The Kremlin critic failed in court due to his complaint against the controversial concentration camp ruling. Shortly thereafter, an additional conviction followed for insulting veterans.
Kremlin opponent Alexei Navalny suffered defeats before the Russian judiciary twice in one day. On Saturday noon’s appeal, a Moscow judge confirmed that the controversial concentration camp had been imposed on the opposition politician at the start of February. That evening, Navalny was sentenced to a heavy fine of 850,000 rubles (about 10,300 francs) in the same court for insulting a veteran of World War II. This is nearly twice the average annual salary in Russia.
Accompanied by nationwide protests, Navalny was sentenced to three and a half years in prison in a concentration camp more than two weeks ago. He is said to have violated probation requirements in previous criminal proceedings while recovering from a toxic attack in Germany. However, several months of house arrest and previous prison terms are attributed to him.

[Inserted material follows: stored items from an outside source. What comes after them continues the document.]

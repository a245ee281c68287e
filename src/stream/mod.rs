// Copyright (C) 2023 Tristan Gerritsen <tristan@thewoosh.org>
// All Rights Reserved.

//! The body of a message: a shared handle to a [`Resource`].
//!
//! Cloning a [`Stream`] clones the handle, not the bytes. Detaching or
//! closing through one handle is observed through every other handle.

pub mod resource;

use std::{
    fmt,
    io::SeekFrom,
    path::Path,
    sync::{Arc, Mutex, MutexGuard, PoisonError},
};

pub use self::resource::{
    FileResource,
    MemoryResource,
    OpenMode,
    OpenModeKind,
    ReaderResource,
    Resource,
};

use crate::{
    Result,
    RuntimeError,
};

const READ_CHUNK_SIZE: usize = 8192;

#[derive(Debug)]
enum Handle {
    Open(Box<dyn Resource>),

    /// The resource was handed out by [`Stream::detach()`].
    Detached,

    /// The resource was dropped by [`Stream::close()`].
    Closed,
}

#[derive(Debug)]
struct Inner {
    handle: Handle,

    /// Memoized size, cleared by writes.
    size: Option<u64>,
}

impl Inner {
    fn resource(&mut self) -> Result<&mut dyn Resource> {
        match &mut self.handle {
            Handle::Open(resource) => Ok(resource.as_mut()),
            Handle::Detached | Handle::Closed => Err(RuntimeError::StreamDetached.into()),
        }
    }

    fn open_resource(&self) -> Option<&dyn Resource> {
        match &self.handle {
            Handle::Open(resource) => Some(resource.as_ref()),
            Handle::Detached | Handle::Closed => None,
        }
    }
}

#[derive(Clone, Debug, PartialEq, Eq)]
pub struct StreamMetadata {
    pub uri: String,
    pub mode: OpenMode,
    pub seekable: bool,
}

#[derive(Clone, Debug)]
pub struct Stream {
    inner: Arc<Mutex<Inner>>,
}

impl Stream {
    pub fn new(resource: impl Resource + 'static) -> Self {
        Self::from_boxed(Box::new(resource))
    }

    pub fn from_boxed(resource: Box<dyn Resource>) -> Self {
        Self {
            inner: Arc::new(Mutex::new(Inner {
                handle: Handle::Open(resource),
                size: None,
            })),
        }
    }

    /// An empty in-memory stream that can be read, written and sought.
    pub fn memory() -> Self {
        Self::new(MemoryResource::new())
    }

    /// A readable and writable in-memory stream holding `contents`,
    /// positioned at the start.
    pub fn from_contents(contents: impl Into<Vec<u8>>) -> Self {
        Self::new(MemoryResource::with_contents(contents, OpenMode::READ_WRITE))
    }

    /// Opens the file at `path` with an `fopen(3)`-style mode.
    pub fn open(path: impl AsRef<Path>, mode: &str) -> Result<Self> {
        let mode = OpenMode::parse(mode)?;
        Ok(Self::new(FileResource::open(path, mode)?))
    }

    fn lock(&self) -> MutexGuard<'_, Inner> {
        self.inner.lock().unwrap_or_else(PoisonError::into_inner)
    }

    /// Whether both handles refer to the same stream.
    pub fn ptr_eq(&self, other: &Stream) -> bool {
        Arc::ptr_eq(&self.inner, &other.inner)
    }

    pub fn is_readable(&self) -> bool {
        self.lock().open_resource().is_some_and(|resource| resource.mode().is_readable())
    }

    pub fn is_writable(&self) -> bool {
        self.lock().open_resource().is_some_and(|resource| resource.mode().is_writable())
    }

    pub fn is_seekable(&self) -> bool {
        self.lock().open_resource().is_some_and(|resource| resource.is_seekable())
    }

    /// The size in bytes, or `None` when it isn't known or the stream has
    /// been detached or closed.
    pub fn size(&self) -> Option<u64> {
        let mut inner = self.lock();
        if inner.size.is_none() {
            inner.size = inner.open_resource().and_then(|resource| resource.size());
        }
        inner.size
    }

    pub fn tell(&self) -> Result<u64> {
        Ok(self.lock().resource()?.tell()?)
    }

    /// Whether a previous read hit the end of the stream.
    pub fn eof(&self) -> Result<bool> {
        Ok(self.lock().resource()?.eof())
    }

    pub fn seek(&self, position: SeekFrom) -> Result<()> {
        let mut inner = self.lock();
        let resource = inner.resource()?;
        if !resource.is_seekable() {
            return Err(RuntimeError::StreamNotSeekable.into());
        }

        resource.seek(position)?;
        Ok(())
    }

    pub fn rewind(&self) -> Result<()> {
        self.seek(SeekFrom::Start(0))
    }

    /// Reads up to `length` bytes. Fewer bytes are returned when the end of
    /// the stream is reached.
    pub fn read(&self, length: usize) -> Result<Vec<u8>> {
        let mut inner = self.lock();
        let resource = inner.resource()?;
        if !resource.mode().is_readable() {
            return Err(RuntimeError::StreamNotReadable.into());
        }

        // `length` is an upper bound, not an allocation size.
        let mut buffer = Vec::new();
        let mut chunk = [0; READ_CHUNK_SIZE];
        while buffer.len() < length {
            let wanted = (length - buffer.len()).min(READ_CHUNK_SIZE);
            let count = resource.read(&mut chunk[..wanted])?;
            if count == 0 {
                break;
            }
            buffer.extend_from_slice(&chunk[..count]);
        }

        Ok(buffer)
    }

    /// Writes all of `data`, returning the number of bytes written.
    pub fn write(&self, data: &[u8]) -> Result<usize> {
        let mut inner = self.lock();
        let resource = inner.resource()?;
        if !resource.mode().is_writable() {
            return Err(RuntimeError::StreamNotWritable.into());
        }

        let written = resource.write(data)?;
        inner.size = None;
        Ok(written)
    }

    /// Reads the remainder of the stream.
    pub fn contents(&self) -> Result<Vec<u8>> {
        let mut inner = self.lock();
        let resource = inner.resource()?;
        if !resource.mode().is_readable() {
            return Err(RuntimeError::StreamNotReadable.into());
        }

        let mut contents = Vec::new();
        let mut chunk = [0; READ_CHUNK_SIZE];
        loop {
            let count = resource.read(&mut chunk)?;
            if count == 0 {
                return Ok(contents);
            }
            contents.extend_from_slice(&chunk[..count]);
        }
    }

    /// Takes the resource out of the stream, leaving the stream unusable.
    /// Returns `None` when it was already detached or closed.
    pub fn detach(&self) -> Option<Box<dyn Resource>> {
        let mut inner = self.lock();
        inner.size = None;

        match std::mem::replace(&mut inner.handle, Handle::Detached) {
            Handle::Open(resource) => {
                tracing::debug!(uri = resource.uri(), "Detached stream");
                Some(resource)
            }
            Handle::Closed => {
                inner.handle = Handle::Closed;
                None
            }
            Handle::Detached => None,
        }
    }

    /// Releases the resource. Does nothing when the resource was detached.
    pub fn close(&self) {
        let mut inner = self.lock();
        inner.size = None;

        if let Handle::Open(resource) = &inner.handle {
            tracing::debug!(uri = resource.uri(), "Closing stream");
            inner.handle = Handle::Closed;
        }
    }

    pub fn metadata(&self) -> Option<StreamMetadata> {
        self.lock().open_resource().map(|resource| StreamMetadata {
            uri: resource.uri().to_string(),
            mode: resource.mode(),
            seekable: resource.is_seekable(),
        })
    }

    /// Looks up a single metadata entry: `uri`, `mode` or `seekable`.
    pub fn metadata_entry(&self, key: &str) -> Option<String> {
        let metadata = self.metadata()?;
        match key {
            "uri" => Some(metadata.uri),
            "mode" => Some(metadata.mode.to_string()),
            "seekable" => Some(metadata.seekable.to_string()),
            _ => None,
        }
    }

    fn read_from_start(&self) -> Result<Vec<u8>> {
        if !self.is_readable() {
            return Ok(Vec::new());
        }

        if self.is_seekable() {
            self.rewind()?;
        }
        self.contents()
    }
}

impl Default for Stream {
    fn default() -> Self {
        Self::memory()
    }
}

/// Renders the whole stream from the start. Never fails: an unreadable
/// stream, or one that fails while reading, renders as the empty string.
impl fmt::Display for Stream {
    fn fmt(&self, f: &mut fmt::Formatter<'_>) -> fmt::Result {
        match self.read_from_start() {
            Ok(contents) => f.write_str(&String::from_utf8_lossy(&contents)),
            Err(..) => Ok(()),
        }
    }
}
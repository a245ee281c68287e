// Copyright (C) 2023 Tristan Gerritsen <tristan@thewoosh.org>
// All Rights Reserved.

use std::{borrow::Cow, fmt, str::FromStr};

use crate::{
    syntax,
    InvalidArgument,
};

/// The version of the protocol a message is expressed in, e.g. `1.1` or `2`.
///
/// The version is kept exactly as supplied, so `2.0` and `2` stay distinct.
#[derive(Clone, Debug, PartialEq, Eq, Hash)]
pub struct ProtocolVersion(Cow<'static, str>);

impl ProtocolVersion {
    pub const HTTP_1_0: ProtocolVersion = ProtocolVersion(Cow::Borrowed("1.0"));
    pub const HTTP_1_1: ProtocolVersion = ProtocolVersion(Cow::Borrowed("1.1"));
    pub const HTTP_2: ProtocolVersion = ProtocolVersion(Cow::Borrowed("2"));

    pub fn parse(version: &str) -> Result<Self, InvalidArgument> {
        if !syntax::is_valid_protocol_version(version) {
            #[cfg(feature = "debugging")]
            tracing::trace!("Invalid protocol version {version:?}");
            return Err(InvalidArgument::ProtocolVersionInvalid);
        }

        Ok(Self(Cow::Owned(version.to_string())))
    }

    pub fn as_str(&self) -> &str {
        &self.0
    }
}

impl Default for ProtocolVersion {
    fn default() -> Self {
        Self::HTTP_1_1
    }
}

impl fmt::Display for ProtocolVersion {
    fn fmt(&self, f: &mut fmt::Formatter<'_>) -> fmt::Result {
        f.write_str(&self.0)
    }
}

impl FromStr for ProtocolVersion {
    type Err = InvalidArgument;

    fn from_str(s: &str) -> Result<Self, Self::Err> {
        Self::parse(s)
    }
}

impl PartialEq<str> for ProtocolVersion {
    fn eq(&self, other: &str) -> bool {
        self.0 == other
    }
}

impl PartialEq<&str> for ProtocolVersion {
    fn eq(&self, other: &&str) -> bool {
        self.0 == *other
    }
}
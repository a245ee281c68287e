// Copyright (C) 2023 Tristan Gerritsen <tristan@thewoosh.org>
// All Rights Reserved.

use std::{
    fs::{self, File},
    io::Write,
    path::{Path, PathBuf},
    sync::{Arc, Mutex, MutexGuard, PoisonError},
};

use strum_macros::AsRefStr;

use crate::{
    stream::Resource,
    InvalidArgument,
    Result,
    RuntimeError,
    Stream,
};

const COPY_CHUNK_SIZE: usize = 8192;

/// The outcome of receiving an uploaded file, using the conventional
/// numeric codes.
#[derive(Copy, Clone, Debug, PartialEq, Eq, PartialOrd, Ord, Hash, AsRefStr)]
pub enum UploadErrorStatus {
    Ok = 0,

    /// The file exceeds the size limit of the server.
    IniSize = 1,

    /// The file exceeds the size limit of the form.
    FormSize = 2,

    /// The file was only partially received.
    Partial = 3,

    NoFile = 4,
    NoTmpDir = 6,
    CantWrite = 7,

    /// An extension stopped the upload.
    Extension = 8,
}

impl UploadErrorStatus {
    pub fn code(self) -> i64 {
        self as i64
    }
}

impl TryFrom<i64> for UploadErrorStatus {
    type Error = InvalidArgument;

    fn try_from(code: i64) -> std::result::Result<Self, Self::Error> {
        Ok(match code {
            0 => Self::Ok,
            1 => Self::IniSize,
            2 => Self::FormSize,
            3 => Self::Partial,
            4 => Self::NoFile,
            6 => Self::NoTmpDir,
            7 => Self::CantWrite,
            8 => Self::Extension,
            _ => return Err(InvalidArgument::UploadErrorStatusUnknown),
        })
    }
}

/// Where the bytes of an uploaded file are.
#[derive(Debug)]
pub enum UploadSource {
    /// Returned as is by [`UploadedFile::stream()`].
    Stream(Stream),

    /// Wrapped into a [`Stream`] once.
    Resource(Box<dyn Resource>),

    /// A file on disk, opened when the stream is first requested.
    Path(PathBuf),
}

impl From<Stream> for UploadSource {
    fn from(stream: Stream) -> Self {
        Self::Stream(stream)
    }
}

impl From<Box<dyn Resource>> for UploadSource {
    fn from(resource: Box<dyn Resource>) -> Self {
        Self::Resource(resource)
    }
}

impl From<PathBuf> for UploadSource {
    fn from(path: PathBuf) -> Self {
        Self::Path(path)
    }
}

impl From<&Path> for UploadSource {
    fn from(path: &Path) -> Self {
        Self::Path(path.to_path_buf())
    }
}

#[derive(Debug)]
enum Source {
    Stream(Stream),
    Path {
        path: PathBuf,
        opened: Option<Stream>,
    },
}

#[derive(Debug)]
struct State {
    /// `None` once moved.
    source: Option<Source>,
}

/// A file received as part of a request.
///
/// Clones share the source, so a move through one clone is seen by all.
#[derive(Clone, Debug)]
pub struct UploadedFile {
    state: Arc<Mutex<State>>,
    size: Option<u64>,
    error: UploadErrorStatus,
    client_filename: Option<String>,
    client_media_type: Option<String>,
}

impl UploadedFile {
    pub fn new(source: impl Into<UploadSource>, size: Option<u64>, error: UploadErrorStatus) -> Self {
        let source = match source.into() {
            UploadSource::Stream(stream) => Source::Stream(stream),
            UploadSource::Resource(resource) => Source::Stream(Stream::from_boxed(resource)),
            UploadSource::Path(path) => Source::Path { path, opened: None },
        };

        Self {
            state: Arc::new(Mutex::new(State { source: Some(source) })),
            size,
            error,
            client_filename: None,
            client_media_type: None,
        }
    }

    /// Like [`UploadedFile::new()`], with the numeric error code as received.
    pub fn with_error_code(source: impl Into<UploadSource>, size: Option<u64>, code: i64) -> std::result::Result<Self, InvalidArgument> {
        Ok(Self::new(source, size, UploadErrorStatus::try_from(code)?))
    }

    #[must_use]
    pub fn with_client_filename(self, client_filename: impl Into<String>) -> Self {
        Self {
            client_filename: Some(client_filename.into()),
            ..self
        }
    }

    #[must_use]
    pub fn with_client_media_type(self, client_media_type: impl Into<String>) -> Self {
        Self {
            client_media_type: Some(client_media_type.into()),
            ..self
        }
    }

    pub fn size(&self) -> Option<u64> {
        self.size
    }

    pub fn error(&self) -> UploadErrorStatus {
        self.error
    }

    /// The file name sent by the client. Don't trust it.
    pub fn client_filename(&self) -> Option<&str> {
        self.client_filename.as_deref()
    }

    /// The media type sent by the client. Don't trust it.
    pub fn client_media_type(&self) -> Option<&str> {
        self.client_media_type.as_deref()
    }

    /// Whether [`UploadedFile::move_to()`] succeeded.
    pub fn is_moved(&self) -> bool {
        self.lock().source.is_none()
    }

    fn lock(&self) -> MutexGuard<'_, State> {
        self.state.lock().unwrap_or_else(PoisonError::into_inner)
    }

    fn ensure_uploaded(&self) -> Result<()> {
        if self.error != UploadErrorStatus::Ok {
            return Err(RuntimeError::UploadFailed(self.error).into());
        }
        Ok(())
    }

    /// Returns the stream of the file. Fails when the upload failed or the
    /// file was moved.
    pub fn stream(&self) -> Result<Stream> {
        self.ensure_uploaded()?;

        let mut state = self.lock();
        match state.source.as_mut() {
            None => Err(RuntimeError::UploadAlreadyMoved.into()),
            Some(Source::Stream(stream)) => Ok(stream.clone()),
            Some(Source::Path { opened: Some(stream), .. }) => Ok(stream.clone()),
            Some(Source::Path { path, opened }) => {
                let stream = Stream::open(path.as_path(), "r")?;
                *opened = Some(stream.clone());
                Ok(stream)
            }
        }
    }

    /// Moves the file to `target`. A file on disk is renamed, a stream is
    /// copied from its start. Afterwards this value no longer refers to the
    /// source, and can't be moved again.
    pub fn move_to(&self, target: impl AsRef<Path>) -> Result<()> {
        let target = target.as_ref();
        if target.as_os_str().is_empty() {
            return Err(InvalidArgument::TargetPathEmpty.into());
        }

        self.ensure_uploaded()?;

        let mut state = self.lock();
        match &state.source {
            None => return Err(RuntimeError::UploadAlreadyMoved.into()),
            Some(Source::Path { path, .. }) => move_file(path, target)?,
            Some(Source::Stream(stream)) => copy_stream(stream, target)?,
        }

        tracing::debug!(target = %target.display(), "Moved uploaded file");
        state.source = None;
        Ok(())
    }
}

fn move_file(source: &Path, target: &Path) -> Result<()> {
    if fs::rename(source, target).is_err() {
        // Renaming doesn't work across file systems.
        fs::copy(source, target)?;
        fs::remove_file(source)?;
    }
    Ok(())
}

fn copy_stream(stream: &Stream, target: &Path) -> Result<()> {
    if stream.is_seekable() {
        stream.rewind()?;
    }

    let mut file = File::create(target)?;
    loop {
        let chunk = stream.read(COPY_CHUNK_SIZE)?;
        if chunk.is_empty() {
            break;
        }
        file.write_all(&chunk)?;
    }

    file.flush()?;
    Ok(())
}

According to the calculations of his lawyer, he could be released after two years, six months and two weeks – at the end of July or early August 2023. He may already be transferred from a detention center in Moscow to the camp in the coming days. At first it was unclear at which.
Once again, the opposition member described the accusation that he wanted to hide it from the courts as “ridiculous”. He finally returned to Russia voluntarily. “The whole world knows where I am.” His lawyers announced that they want to appeal the court’s decision to a higher court.
The European Union advises to impose more sanctions on Russia
Confirming the verdict, Russia is ignoring the decision of the European Court of Human Rights, which demanded a few days ago for the immediate release of the opposition member. While the court said his decision was binding on Russia, the Kremlin rejected it as an attempt to interfere in internal affairs. The Russian judiciary action is also a nod to Brussels, as European Union foreign ministers want to discuss more potential sanctions against Russia on Monday.
The Kremlin only indirectly commented on the new court ruling against Navalny: When asked what impact it will have, spokesperson Dmitry Peskov praised the Russian political scene as “extremely complex.” He added, “We have sufficient pluralism in the political arena.”
Just two hours after the verdict was confirmed, the next trial continued in the same building. Even the prosecutor was himself, Nawalni’s team quipped on Twitter: “They will soon charge him a personal judge and police officers personally.”
Novichok’s attack was not discussed
It was the fourth day of the trial in an alleged affront to veterans, in which Navalny was allowed to speak the last word – the second on that day. “I often have the last word,” he joked. “If someone decided to publish my last words, it would be a big book.”
The background to this second operation is Navalny’s criticism of a video broadcast on state television last summer. In it, many citizens – including a 94-year-old veteran of World War II – campaigned for a constitutional amendment that also secured the power of President Vladimir Putin. Navalny insulted the heroes on Twitter, calling them “traitors.”
The old man is said to have felt offended by the statements that led to the deterioration of his health. On the one hand, Navalny sees the veteran warrior as a “puppet” in a politically motivated trial and accuses hypocrisy: the court process alone has consumed more money than the old man has gotten in government grants in recent years. Nawalni’s lawyers also announced an appeal against this ruling.
Once again, Navalny on Saturday criticized the fact that everything was possible was discussed in court, except for the attack on him in August. Although several Western laboratories, including one from the German armed forces, unambiguously proved that Novichuk was in his body, Russia does not want to investigate the case. On Saturday, the Russian Attorney General’s office again accused the German side of not adequately responding to the request for legal aid.